(What is required) Lines with the word "accumulated" in them must be copied from the records below.
=====
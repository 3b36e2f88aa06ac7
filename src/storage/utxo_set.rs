// Persisted unspent-output index. One keyed entry per transaction that still
// has unspent outputs, stored under a reserved prefix in the same store as
// the chain itself. Entries carry each output's original index within its
// transaction, so spends recorded later always reference the right slot.

use crate::core::{Block, Blockchain, TXOutput};
use crate::error::{LedgerError, Result};
use crate::utils::{deserialize, serialize};
use data_encoding::HEXLOWER;
use log::info;
use serde::{Deserialize, Serialize};
use std::collections::HashMap;

/// Key prefix separating index entries from block records.
const UTXO_PREFIX: &[u8] = b"utxo-";

/// Keys removed per store batch during a reindex.
const DELETE_BATCH_SIZE: usize = 1000;

/// One still-unspent output with its index in the owning transaction's
/// output list.
#[derive(Debug, Clone, Serialize, Deserialize, bincode::Encode, bincode::Decode)]
pub struct UnspentOutput {
    index: usize,
    output: TXOutput,
}

impl UnspentOutput {
    pub fn get_index(&self) -> usize {
        self.index
    }

    pub fn get_output(&self) -> &TXOutput {
        &self.output
    }
}

/// The stored value for one transaction id.
#[derive(Debug, Clone, Serialize, Deserialize, bincode::Encode, bincode::Decode)]
struct UnspentOutputs {
    outputs: Vec<UnspentOutput>,
}

/// Read and write access to the unspent-output index of one chain.
pub struct UTXOSet {
    blockchain: Blockchain,
}

impl UTXOSet {
    pub fn new(blockchain: Blockchain) -> UTXOSet {
        UTXOSet { blockchain }
    }

    pub fn get_blockchain(&self) -> &Blockchain {
        &self.blockchain
    }

    fn utxo_key(txid_hex: &str) -> Vec<u8> {
        let mut key = UTXO_PREFIX.to_vec();
        key.extend_from_slice(txid_hex.as_bytes());
        key
    }

    /// Drop the whole index and rebuild it from a full chain scan. The result
    /// is identical to replaying `update` over every block since genesis.
    pub fn reindex(&self) -> Result<()> {
        let db = self.blockchain.get_db();

        let mut stale_keys = vec![];
        for entry in db.scan_prefix(UTXO_PREFIX) {
            let (key, _) = entry
                .map_err(|e| LedgerError::Database(format!("Failed to scan index: {e}")))?;
            stale_keys.push(key);
        }
        for chunk in stale_keys.chunks(DELETE_BATCH_SIZE) {
            let mut batch = sled::Batch::default();
            for key in chunk {
                batch.remove(key.as_ref());
            }
            db.apply_batch(batch)
                .map_err(|e| LedgerError::Database(format!("Failed to clear index: {e}")))?;
        }

        let utxo_map = self.blockchain.find_utxo()?;
        for (txid_hex, outs) in &utxo_map {
            let entry = UnspentOutputs {
                outputs: outs
                    .iter()
                    .map(|(index, output)| UnspentOutput {
                        index: *index,
                        output: output.clone(),
                    })
                    .collect(),
            };
            db.insert(Self::utxo_key(txid_hex), serialize(&entry)?)
                .map_err(|e| LedgerError::Database(format!("Failed to write index: {e}")))?;
        }

        info!("Reindexed {} transactions with unspent outputs", utxo_map.len());
        Ok(())
    }

    /// Fold one freshly mined block into the index: remove each output a
    /// spend consumes, drop entries that become empty, and add every output
    /// the block's transactions create. All writes land in one store
    /// transaction.
    pub fn update(&self, block: &Block) -> Result<()> {
        let db = self.blockchain.get_db();

        db.transaction(|tx_db| {
            for tx in block.get_transactions() {
                if !tx.is_coinbase() {
                    for input in tx.get_vin() {
                        let spent_key = Self::utxo_key(&HEXLOWER.encode(input.get_txid()));
                        let entry_bytes = tx_db.get(spent_key.as_slice())?.ok_or_else(|| {
                            sled::transaction::ConflictableTransactionError::Abort(format!(
                                "No index entry for spent transaction {}",
                                HEXLOWER.encode(input.get_txid())
                            ))
                        })?;
                        let mut entry: UnspentOutputs = deserialize(entry_bytes.as_ref())
                            .map_err(|e| {
                                sled::transaction::ConflictableTransactionError::Abort(
                                    e.to_string(),
                                )
                            })?;

                        let spent_index = input.get_vout();
                        entry
                            .outputs
                            .retain(|unspent| unspent.index as i64 != spent_index);

                        if entry.outputs.is_empty() {
                            tx_db.remove(spent_key.as_slice())?;
                        } else {
                            let bytes = serialize(&entry).map_err(|e| {
                                sled::transaction::ConflictableTransactionError::Abort(
                                    e.to_string(),
                                )
                            })?;
                            tx_db.insert(spent_key.as_slice(), bytes)?;
                        }
                    }
                }

                let fresh = UnspentOutputs {
                    outputs: tx
                        .get_vout()
                        .iter()
                        .enumerate()
                        .map(|(index, output)| UnspentOutput {
                            index,
                            output: output.clone(),
                        })
                        .collect(),
                };
                let bytes = serialize(&fresh).map_err(|e| {
                    sled::transaction::ConflictableTransactionError::Abort(e.to_string())
                })?;
                tx_db.insert(Self::utxo_key(&HEXLOWER.encode(tx.get_id())), bytes)?;
            }
            Ok(())
        })
        .map_err(|e: sled::transaction::TransactionError<String>| match e {
            sled::transaction::TransactionError::Abort(msg) => LedgerError::Database(msg),
            sled::transaction::TransactionError::Storage(e) => {
                LedgerError::Database(format!("Failed to update index: {e}"))
            }
        })?;

        Ok(())
    }

    /// Greedy coin selection: walk index entries accumulating outputs locked
    /// to `pub_key_hash` until `amount` is covered, returning the total
    /// gathered and the selected output indices grouped by transaction id.
    /// The accumulated value may still fall short; the caller decides whether
    /// that is an error.
    pub fn find_spendable_outputs(
        &self,
        pub_key_hash: &[u8],
        amount: u64,
    ) -> Result<(u64, HashMap<String, Vec<usize>>)> {
        let mut accumulated = 0;
        let mut spendable: HashMap<String, Vec<usize>> = HashMap::new();
        let db = self.blockchain.get_db();

        'scan: for entry in db.scan_prefix(UTXO_PREFIX) {
            let (key, value) = entry
                .map_err(|e| LedgerError::Database(format!("Failed to scan index: {e}")))?;
            let txid_hex = String::from_utf8(key[UTXO_PREFIX.len()..].to_vec())
                .map_err(|e| LedgerError::Database(format!("Corrupt index key: {e}")))?;
            let outs: UnspentOutputs = deserialize(value.as_ref())?;

            for unspent in &outs.outputs {
                if unspent.output.is_locked_with_key(pub_key_hash) {
                    accumulated += unspent.output.get_value();
                    spendable
                        .entry(txid_hex.clone())
                        .or_default()
                        .push(unspent.index);
                    if accumulated >= amount {
                        break 'scan;
                    }
                }
            }
        }
        Ok((accumulated, spendable))
    }

    /// All outputs in the index locked to `pub_key_hash`. Summing their
    /// values yields the address balance.
    pub fn find_unspent_outputs(&self, pub_key_hash: &[u8]) -> Result<Vec<TXOutput>> {
        let mut unspent = vec![];
        let db = self.blockchain.get_db();

        for entry in db.scan_prefix(UTXO_PREFIX) {
            let (_, value) = entry
                .map_err(|e| LedgerError::Database(format!("Failed to scan index: {e}")))?;
            let outs: UnspentOutputs = deserialize(value.as_ref())?;
            for item in outs.outputs {
                if item.output.is_locked_with_key(pub_key_hash) {
                    unspent.push(item.output);
                }
            }
        }
        Ok(unspent)
    }

    /// Number of transactions that still have at least one unspent output.
    pub fn count_transactions(&self) -> Result<usize> {
        let mut count = 0;
        for entry in self.blockchain.get_db().scan_prefix(UTXO_PREFIX) {
            entry.map_err(|e| LedgerError::Database(format!("Failed to scan index: {e}")))?;
            count += 1;
        }
        Ok(count)
    }
}

#[cfg(test)]
mod tests {
    use super::*;
    use crate::core::{Transaction, SUBSIDY};
    use crate::wallet::{hash_pub_key, Wallet};
    use tempfile::tempdir;

    fn balance(utxo_set: &UTXOSet, pub_key_hash: &[u8]) -> u64 {
        utxo_set
            .find_unspent_outputs(pub_key_hash)
            .unwrap()
            .iter()
            .map(|out| out.get_value())
            .sum()
    }

    fn new_chain(dir: &tempfile::TempDir, address: &str) -> Blockchain {
        let path = dir.path().join("chain").to_string_lossy().to_string();
        Blockchain::create_blockchain_with_path(address, &path).unwrap()
    }

    #[test]
    fn test_reindex_from_genesis() {
        let dir = tempdir().unwrap();
        let wallet = Wallet::new().unwrap();
        let chain = new_chain(&dir, &wallet.get_address());
        let utxo_set = UTXOSet::new(chain);

        utxo_set.reindex().unwrap();

        let pub_key_hash = hash_pub_key(wallet.get_public_key());
        assert_eq!(balance(&utxo_set, &pub_key_hash), SUBSIDY);
        assert_eq!(utxo_set.count_transactions().unwrap(), 1);
    }

    #[test]
    fn test_reindex_is_idempotent() {
        let dir = tempdir().unwrap();
        let wallet = Wallet::new().unwrap();
        let chain = new_chain(&dir, &wallet.get_address());
        let utxo_set = UTXOSet::new(chain);

        utxo_set.reindex().unwrap();
        utxo_set.reindex().unwrap();

        let pub_key_hash = hash_pub_key(wallet.get_public_key());
        assert_eq!(balance(&utxo_set, &pub_key_hash), SUBSIDY);
        assert_eq!(utxo_set.count_transactions().unwrap(), 1);
    }

    #[test]
    fn test_find_spendable_outputs_short_accumulation() {
        let dir = tempdir().unwrap();
        let wallet = Wallet::new().unwrap();
        let chain = new_chain(&dir, &wallet.get_address());
        let utxo_set = UTXOSet::new(chain);
        utxo_set.reindex().unwrap();

        let pub_key_hash = hash_pub_key(wallet.get_public_key());
        let (accumulated, selected) = utxo_set
            .find_spendable_outputs(&pub_key_hash, SUBSIDY * 10)
            .unwrap();
        assert_eq!(accumulated, SUBSIDY);
        assert_eq!(selected.len(), 1);
    }

    #[test]
    fn test_spend_updates_index_and_balances() {
        let dir = tempdir().unwrap();
        let sender = Wallet::new().unwrap();
        let receiver = Wallet::new().unwrap();
        let miner = Wallet::new().unwrap();

        let chain = new_chain(&dir, &sender.get_address());
        let utxo_set = UTXOSet::new(chain);
        utxo_set.reindex().unwrap();

        let amount = 30;
        let spend =
            Transaction::new_utxo_transaction(&sender, &receiver.get_address(), amount, &utxo_set)
                .unwrap();
        let reward = Transaction::new_coinbase_tx(&miner.get_address(), "").unwrap();
        let block = utxo_set
            .get_blockchain()
            .mine_block(&[reward, spend])
            .unwrap();
        utxo_set.update(&block).unwrap();

        assert_eq!(
            balance(&utxo_set, &hash_pub_key(sender.get_public_key())),
            SUBSIDY - amount
        );
        assert_eq!(
            balance(&utxo_set, &hash_pub_key(receiver.get_public_key())),
            amount
        );
        assert_eq!(
            balance(&utxo_set, &hash_pub_key(miner.get_public_key())),
            SUBSIDY
        );
        // Genesis coinbase is fully spent: only the spend and the new
        // coinbase keep entries.
        assert_eq!(utxo_set.count_transactions().unwrap(), 2);
    }

    #[test]
    fn test_update_matches_reindex() {
        let dir = tempdir().unwrap();
        let sender = Wallet::new().unwrap();
        let receiver = Wallet::new().unwrap();

        let chain = new_chain(&dir, &sender.get_address());
        let utxo_set = UTXOSet::new(chain);
        utxo_set.reindex().unwrap();

        let spend =
            Transaction::new_utxo_transaction(&sender, &receiver.get_address(), 45, &utxo_set)
                .unwrap();
        let block = utxo_set.get_blockchain().mine_block(&[spend]).unwrap();
        utxo_set.update(&block).unwrap();

        let sender_hash = hash_pub_key(sender.get_public_key());
        let receiver_hash = hash_pub_key(receiver.get_public_key());
        let incremental = (
            balance(&utxo_set, &sender_hash),
            balance(&utxo_set, &receiver_hash),
            utxo_set.count_transactions().unwrap(),
        );

        utxo_set.reindex().unwrap();
        let rebuilt = (
            balance(&utxo_set, &sender_hash),
            balance(&utxo_set, &receiver_hash),
            utxo_set.count_transactions().unwrap(),
        );
        assert_eq!(incremental, rebuilt);
    }

    #[test]
    fn test_insufficient_funds() {
        let dir = tempdir().unwrap();
        let sender = Wallet::new().unwrap();
        let receiver = Wallet::new().unwrap();

        let chain = new_chain(&dir, &sender.get_address());
        let utxo_set = UTXOSet::new(chain);
        utxo_set.reindex().unwrap();

        let result = Transaction::new_utxo_transaction(
            &sender,
            &receiver.get_address(),
            SUBSIDY + 1,
            &utxo_set,
        );
        assert!(matches!(
            result,
            Err(LedgerError::InsufficientFunds {
                required: _,
                available: _
            })
        ));
    }

    #[test]
    fn test_tampered_signature_fails_verification() {
        let dir = tempdir().unwrap();
        let sender = Wallet::new().unwrap();
        let receiver = Wallet::new().unwrap();

        let chain = new_chain(&dir, &sender.get_address());
        let utxo_set = UTXOSet::new(chain);
        utxo_set.reindex().unwrap();

        let mut spend =
            Transaction::new_utxo_transaction(&sender, &receiver.get_address(), 10, &utxo_set)
                .unwrap();
        assert!(utxo_set.get_blockchain().verify_transaction(&spend).unwrap());

        spend.flip_signature_bit(0);
        assert!(!utxo_set.get_blockchain().verify_transaction(&spend).unwrap());
    }

    #[test]
    fn test_tampered_pub_key_fails_verification() {
        let dir = tempdir().unwrap();
        let sender = Wallet::new().unwrap();
        let receiver = Wallet::new().unwrap();

        let chain = new_chain(&dir, &sender.get_address());
        let utxo_set = UTXOSet::new(chain);
        utxo_set.reindex().unwrap();

        let mut spend =
            Transaction::new_utxo_transaction(&sender, &receiver.get_address(), 10, &utxo_set)
                .unwrap();
        spend.flip_pub_key_bit(0);
        assert!(!utxo_set.get_blockchain().verify_transaction(&spend).unwrap());
    }
}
=====
(Solution to the exercise)
    /// The accumulated value may still fall short; the caller decides whether
        let mut accumulated = 0;
                    accumulated += unspent.output.get_value();
                    if accumulated >= amount {
        Ok((accumulated, spendable))
        let (accumulated, selected) = utxo_set
        assert_eq!(accumulated, SUBSIDY);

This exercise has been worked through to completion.